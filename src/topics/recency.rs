//! # Dependency Recency Check
//!
//! The temporal-consistency comparison behind the dependency-topic gate:
//! a dependency counts as carrying new data when its current report's
//! completion timestamp is strictly later than the snapshot recorded for
//! it when the impacting topic's current run began.

use crate::model::{DependencyTopic, TopicCheckStrategy, TopicStatus, TopicStatusReport};

/// Whether one dependency topic carries new data.
///
/// A topic is new when a current report exists, its status is not
/// `Unknown`, and either no baseline entry exists for it (trivially new)
/// or its completion timestamp is strictly later than the baseline's. A
/// current report without a completion timestamp is never new against an
/// existing baseline entry; a timestamped current report against a
/// baseline entry that never completed is new.
pub fn has_new_data(
    topic: &DependencyTopic,
    current_reports: &[TopicStatusReport],
    baseline_at_start: &[TopicStatusReport],
) -> bool {
    let named = topic.to_named();
    let Some(current) = current_reports.iter().find(|report| report.topic == named) else {
        return false;
    };
    if current.status == TopicStatus::Unknown {
        return false;
    }
    let Some(baseline) = baseline_at_start.iter().find(|report| report.topic == named) else {
        return true;
    };
    match (
        current.affects_completed_date_utc,
        baseline.affects_completed_date_utc,
    ) {
        (Some(current_completed), Some(baseline_completed)) => {
            current_completed > baseline_completed
        }
        (Some(_), None) => true,
        (None, _) => false,
    }
}

/// The subset of `checked` topics that carry new data.
pub fn topics_with_new_data(
    checked: &[DependencyTopic],
    current_reports: &[TopicStatusReport],
    baseline_at_start: &[TopicStatusReport],
) -> Vec<DependencyTopic> {
    checked
        .iter()
        .filter(|topic| has_new_data(topic, current_reports, baseline_at_start))
        .cloned()
        .collect()
}

/// Aggregate the per-topic results: `Any` aborts unless at least one
/// topic is new, `All` aborts unless every one is, `Unspecified` never
/// aborts. An empty checked set never aborts.
pub fn should_abort(
    strategy: TopicCheckStrategy,
    checked: &[DependencyTopic],
    with_new_data: &[DependencyTopic],
) -> bool {
    if checked.is_empty() {
        return false;
    }
    match strategy {
        TopicCheckStrategy::Unspecified => false,
        TopicCheckStrategy::Any => with_new_data.is_empty(),
        TopicCheckStrategy::All => with_new_data.len() < checked.len(),
    }
}
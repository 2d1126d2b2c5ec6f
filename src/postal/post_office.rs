//! # Post Office
//!
//! The sending surface callers use. Validates parcels, performs topic
//! envelope injection for topic-affecting sends, and hands the prepared
//! parcel to the courier. Convenience methods wrap a single message into
//! a one-envelope parcel.

use serde::Serialize;
use std::sync::Arc;
use tracing::{debug, instrument};

use super::courier::{Courier, SendError};
use crate::dispatch::handler::BusMessage;
use crate::model::{Channel, Envelope, Parcel, ScheduleSpec, TrackingCode};
use crate::topics::injection::prepare_topic_parcel;
use crate::topics::messages::RecurringHeaderMessage;

/// Entry point for queueing work onto the bus.
pub struct PostOffice {
    courier: Arc<dyn Courier>,
}

impl PostOffice {
    pub fn new(courier: Arc<dyn Courier>) -> Self {
        Self { courier }
    }

    /// Queue a single message to a channel.
    pub async fn send_message<M>(
        &self,
        message: &M,
        channel: &Channel,
    ) -> Result<TrackingCode, SendError>
    where
        M: BusMessage + Serialize,
    {
        let parcel = Parcel::for_single_message(message, channel)?;
        self.send(parcel).await
    }

    /// Queue a parcel, validating it and injecting the topic coordination
    /// envelopes when it declares an affected topic.
    #[instrument(skip(self, parcel), fields(parcel_id = %parcel.id, parcel_name = %parcel.name))]
    pub async fn send(&self, parcel: Parcel) -> Result<TrackingCode, SendError> {
        let prepared = prepare_topic_parcel(parcel)?;
        debug!(
            envelopes = prepared.envelopes.len(),
            "submitting parcel to courier"
        );
        self.courier.send(&prepared).await
    }

    /// Queue a parcel on a recurring schedule. A throwaway recurring
    /// header envelope is prepended so the schedule trigger never
    /// pollutes delivery history; the dispatcher strips it without
    /// tracking.
    #[instrument(skip(self, parcel, schedule), fields(parcel_id = %parcel.id))]
    pub async fn send_recurring(
        &self,
        parcel: Parcel,
        schedule: ScheduleSpec,
    ) -> Result<TrackingCode, SendError> {
        let prepared = prepare_topic_parcel(parcel)?;
        let address = prepared
            .first_envelope()
            .map(|envelope| envelope.address.clone())
            .unwrap_or(Channel::Null);
        let header = Envelope::for_message(&RecurringHeaderMessage, &address)?;
        let prepared = prepared.with_leading_envelope(header);
        debug!(
            envelopes = prepared.envelopes.len(),
            cron = %schedule.cron_expression,
            "submitting recurring parcel to courier"
        );
        self.courier.send_recurring(&prepared, &schedule).await
    }
}
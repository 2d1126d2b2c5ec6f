//! # Parcel Tracking Boundary
//!
//! The tracking system records parcel lifecycle transitions and serves
//! tracking-report and topic-notice queries. It is backed by durable
//! external storage that can transiently fail, so a retrying wrapper with
//! bounded linear backoff is provided for the write operations.

use async_trait::async_trait;
use std::sync::Arc;
use std::time::Duration;
use thiserror::Error;
use tracing::warn;

use crate::model::{
    CertifiedNotice, Channel, Envelope, NamedTopic, Parcel, ParcelTrackingReport, TopicStatus,
    TrackingCode,
};

/// Failure talking to the tracking store.
#[derive(Debug, Error)]
pub enum TrackingError {
    #[error("tracking store unavailable: {message}")]
    StoreUnavailable { message: String },

    #[error("tracking update failed: {operation}: {message}")]
    UpdateFailed { operation: String, message: String },

    #[error("tracking query failed: {operation}: {message}")]
    QueryFailed { operation: String, message: String },
}

impl TrackingError {
    pub fn store_unavailable(message: impl Into<String>) -> Self {
        Self::StoreUnavailable {
            message: message.into(),
        }
    }

    pub fn update_failed(operation: impl Into<String>, message: impl Into<String>) -> Self {
        Self::UpdateFailed {
            operation: operation.into(),
            message: message.into(),
        }
    }

    pub fn query_failed(operation: impl Into<String>, message: impl Into<String>) -> Self {
        Self::QueryFailed {
            operation: operation.into(),
            message: message.into(),
        }
    }
}

/// Lifecycle writes and tracking queries served by the external
/// event-sourced store.
#[async_trait]
pub trait ParcelTrackingSystem: Send + Sync {
    /// A parcel was queued for delivery.
    async fn update_sent(
        &self,
        code: &TrackingCode,
        parcel: &Parcel,
        address: &Channel,
    ) -> Result<(), TrackingError>;

    /// A parcel was routed to its destination channel.
    async fn update_addressed(
        &self,
        code: &TrackingCode,
        address: &Channel,
    ) -> Result<(), TrackingError>;

    /// A dispatcher began executing the envelope.
    async fn update_attempting(&self, code: &TrackingCode) -> Result<(), TrackingError>;

    /// The handler failed unexpectedly.
    async fn update_rejected(&self, code: &TrackingCode, message: &str)
        -> Result<(), TrackingError>;

    /// The handler raised the abort signal.
    async fn update_aborted(&self, code: &TrackingCode, reason: &str) -> Result<(), TrackingError>;

    /// The handler completed; `delivered` carries the message state as it
    /// was after execution, including applied shares.
    async fn update_delivered(
        &self,
        code: &TrackingCode,
        delivered: &Envelope,
    ) -> Result<(), TrackingError>;

    /// Request a re-delivery of a tracked parcel.
    async fn resend(&self, code: &TrackingCode) -> Result<(), TrackingError>;

    /// Current status of each given tracking code.
    async fn get_tracking_reports(
        &self,
        codes: &[TrackingCode],
    ) -> Result<Vec<ParcelTrackingReport>, TrackingError>;

    /// Latest notice that a topic was affected, optionally filtered to a
    /// status subset (empty filter means any status).
    async fn get_latest_topic_notice(
        &self,
        topic: &NamedTopic,
        status_filter: &[TopicStatus],
    ) -> Result<Option<crate::model::TopicStatusReport>, TrackingError>;

    /// Latest certified notice that a topic's affecting run delivered.
    async fn get_latest_certified_notice(
        &self,
        topic: &NamedTopic,
    ) -> Result<Option<CertifiedNotice>, TrackingError>;
}

/// Retry settings for tracking writes: linear backoff of
/// `base_delay * attempt` up to `max_attempts` total attempts.
#[derive(Debug, Clone, Copy)]
pub struct TrackingRetrySettings {
    pub max_attempts: u32,
    pub base_delay: Duration,
}

impl Default for TrackingRetrySettings {
    fn default() -> Self {
        Self {
            max_attempts: crate::constants::DEFAULT_TRACKING_RETRY_ATTEMPTS,
            base_delay: Duration::from_millis(crate::constants::DEFAULT_TRACKING_RETRY_BASE_DELAY_MS),
        }
    }
}

/// Wrapper that retries tracking writes with bounded backoff. Queries
/// pass through unretried; their callers decide how stale data is
/// handled.
pub struct RetryingTrackingSystem {
    inner: Arc<dyn ParcelTrackingSystem>,
    settings: TrackingRetrySettings,
}

impl RetryingTrackingSystem {
    pub fn new(inner: Arc<dyn ParcelTrackingSystem>, settings: TrackingRetrySettings) -> Self {
        Self { inner, settings }
    }

    async fn retry_write<F, Fut>(&self, operation: &str, call: F) -> Result<(), TrackingError>
    where
        F: Fn() -> Fut,
        Fut: std::future::Future<Output = Result<(), TrackingError>>,
    {
        let mut attempt = 0u32;
        loop {
            attempt += 1;
            match call().await {
                Ok(()) => return Ok(()),
                Err(error) if attempt < self.settings.max_attempts => {
                    warn!(
                        operation,
                        attempt,
                        error = %error,
                        "tracking write failed; backing off"
                    );
                    tokio::time::sleep(self.settings.base_delay * attempt).await;
                }
                Err(error) => return Err(error),
            }
        }
    }
}

#[async_trait]
impl ParcelTrackingSystem for RetryingTrackingSystem {
    async fn update_sent(
        &self,
        code: &TrackingCode,
        parcel: &Parcel,
        address: &Channel,
    ) -> Result<(), TrackingError> {
        self.retry_write("update_sent", || self.inner.update_sent(code, parcel, address))
            .await
    }

    async fn update_addressed(
        &self,
        code: &TrackingCode,
        address: &Channel,
    ) -> Result<(), TrackingError> {
        self.retry_write("update_addressed", || {
            self.inner.update_addressed(code, address)
        })
        .await
    }

    async fn update_attempting(&self, code: &TrackingCode) -> Result<(), TrackingError> {
        self.retry_write("update_attempting", || self.inner.update_attempting(code))
            .await
    }

    async fn update_rejected(
        &self,
        code: &TrackingCode,
        message: &str,
    ) -> Result<(), TrackingError> {
        self.retry_write("update_rejected", || {
            self.inner.update_rejected(code, message)
        })
        .await
    }

    async fn update_aborted(&self, code: &TrackingCode, reason: &str) -> Result<(), TrackingError> {
        self.retry_write("update_aborted", || self.inner.update_aborted(code, reason))
            .await
    }

    async fn update_delivered(
        &self,
        code: &TrackingCode,
        delivered: &Envelope,
    ) -> Result<(), TrackingError> {
        self.retry_write("update_delivered", || {
            self.inner.update_delivered(code, delivered)
        })
        .await
    }

    async fn resend(&self, code: &TrackingCode) -> Result<(), TrackingError> {
        self.retry_write("resend", || self.inner.resend(code)).await
    }

    async fn get_tracking_reports(
        &self,
        codes: &[TrackingCode],
    ) -> Result<Vec<ParcelTrackingReport>, TrackingError> {
        self.inner.get_tracking_reports(codes).await
    }

    async fn get_latest_topic_notice(
        &self,
        topic: &NamedTopic,
        status_filter: &[TopicStatus],
    ) -> Result<Option<crate::model::TopicStatusReport>, TrackingError> {
        self.inner.get_latest_topic_notice(topic, status_filter).await
    }

    async fn get_latest_certified_notice(
        &self,
        topic: &NamedTopic,
    ) -> Result<Option<CertifiedNotice>, TrackingError> {
        self.inner.get_latest_certified_notice(topic).await
    }
}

Work order> Copy here each line of the preceding records with "ParcelTrackingSystem" in it.

Task result>
pub trait ParcelTrackingSystem: Send + Sync {
    inner: Arc<dyn ParcelTrackingSystem>,
    pub fn new(inner: Arc<dyn ParcelTrackingSystem>, settings: TrackingRetrySettings) -> Self {
impl ParcelTrackingSystem for RetryingTrackingSystem {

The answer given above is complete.